As that table shows, the infrastructure operator has significantly underperformed the S&P 500 in each period.
However, the company's stock returns don't tell the whole story because Brookfield pays a high-yielding and steadily rising dividend. The company's payout currently yields 3.8%, more than double the S&P 500 (1.2% yield). Brookfield has also increased its dividend for 16 straight years, growing the payout at a 9% compound annual rate. Despite its attractive and steadily rising income stream, Brookfield's total return has still fallen well short of the S&P 500 over the last several years:
|
One-year |
Three-year |
Five-year |
|
|---|---|---|---|
|
Brookfield Infrastructure |
3.8% |
7.8% |
21.1% |
|
S&P 500 |
13.4% |
67.7% |
88.9% |
Data source: Ycharts.
Brookfield Infrastructure's poor stock performance in recent years is somewhat puzzling, given its financial results during that period. In 2020, Brookfield generated $1.5 billion or $2.09 per share of funds from operations (FFO). This year, the company expects to produce $2.6 billion or $3.32 per share of FFO, implying compound annual growth rates of 13% and 10%, respectively. Brookfield has grown its earnings faster than the dividend payment, resulting in its dividend payout ratio falling from 78% to 67%.

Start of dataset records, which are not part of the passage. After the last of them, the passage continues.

//! Wire types for provider price-history responses (REST).

use crate::shared::serde_util::LenientDecimal;
use serde::Deserialize;
use std::collections::HashMap;

// ─── Binance ─────────────────────────────────────────────────────────────────

/// One Binance kline, sent as a 12-element JSON array.
#[derive(Debug, Clone, PartialEq, Deserialize)]
pub struct BinanceKline(
    /// Open time (ms).
    pub i64,
    /// Open.
    pub String,
    /// High.
    pub String,
    /// Low.
    pub String,
    /// Close.
    pub String,
    /// Volume.
    pub String,
    /// Close time (ms).
    pub i64,
    /// Quote asset volume.
    pub String,
    /// Number of trades.
    pub u64,
    /// Taker buy base asset volume.
    pub String,
    /// Taker buy quote asset volume.
    pub String,
    /// Unused.
    pub String,
);

impl BinanceKline {
    pub fn open_time_ms(&self) -> i64 {
        self.0
    }
}

/// `GET /ticker/price` response.
#[derive(Debug, Clone, PartialEq, Deserialize)]
pub struct BinanceTickerPrice {
    #[serde(default)]
    pub symbol: Option<String>,
    #[serde(default)]
    pub price: Option<LenientDecimal>,
}

// ─── CoinGecko ───────────────────────────────────────────────────────────────

/// `GET /coins/{id}/market_chart` response. Only `prices` is used.
#[derive(Debug, Clone, PartialEq, Deserialize)]
pub struct CoinGeckoMarketChart {
    #[serde(default)]
    pub prices: Vec<(i64, LenientDecimal)>,
}

/// One `GET /coins/{id}/ohlc` row: `[ms, open, high, low, close]`.
#[derive(Debug, Clone, PartialEq, Deserialize)]
pub struct CoinGeckoCandle(
    pub i64,
    pub LenientDecimal,
    pub LenientDecimal,
    pub LenientDecimal,
    pub LenientDecimal,
);

/// `GET /simple/price` response: coin id → currency → price.
pub type CoinGeckoSimplePrice = HashMap<String, HashMap<String, Option<LenientDecimal>>>;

With earnings rising and its share price stagnant, Brookfield Infrastructure's valuation has gotten significantly cheaper over the years. It currently trades at about 13.5 times its FFO, down from about 21.5 times five years ago.
While Brookfield has grown briskly in recent years, it has faced some headwinds. A strong U.S. dollar has caused its FFO to grow more slowly on a constant currency basis, as it would have delivered 12% compound annual FFO per share growth without this headwind. Additionally, higher borrowing costs due to rising interest rates have reduced its annual FFO per share by 2% to 3%.
On a more positive note, those headwinds should fade in the coming years. The Federal Reserve is cutting interest rates, while the U.S. dollar could weaken over the next few years. Additionally, Brookfield has significantly increased its organic project backlog (from $2 billion in 2020 to $8 billion today). As a result, its FFO per share growth rate appears poised to reaccelerate in the coming years, potentially rising toward its long-term average of 14% annually.
Brookfield traded at a premium valuation five years ago. As a result, its stock has delivered an underwhelming performance since then as headwinds slowed its growth rate.
However, it trades at a much cheaper valuation these days. With its growth rate poised to reaccelerate, Brookfield could deliver much higher total returns for investors over the next several years.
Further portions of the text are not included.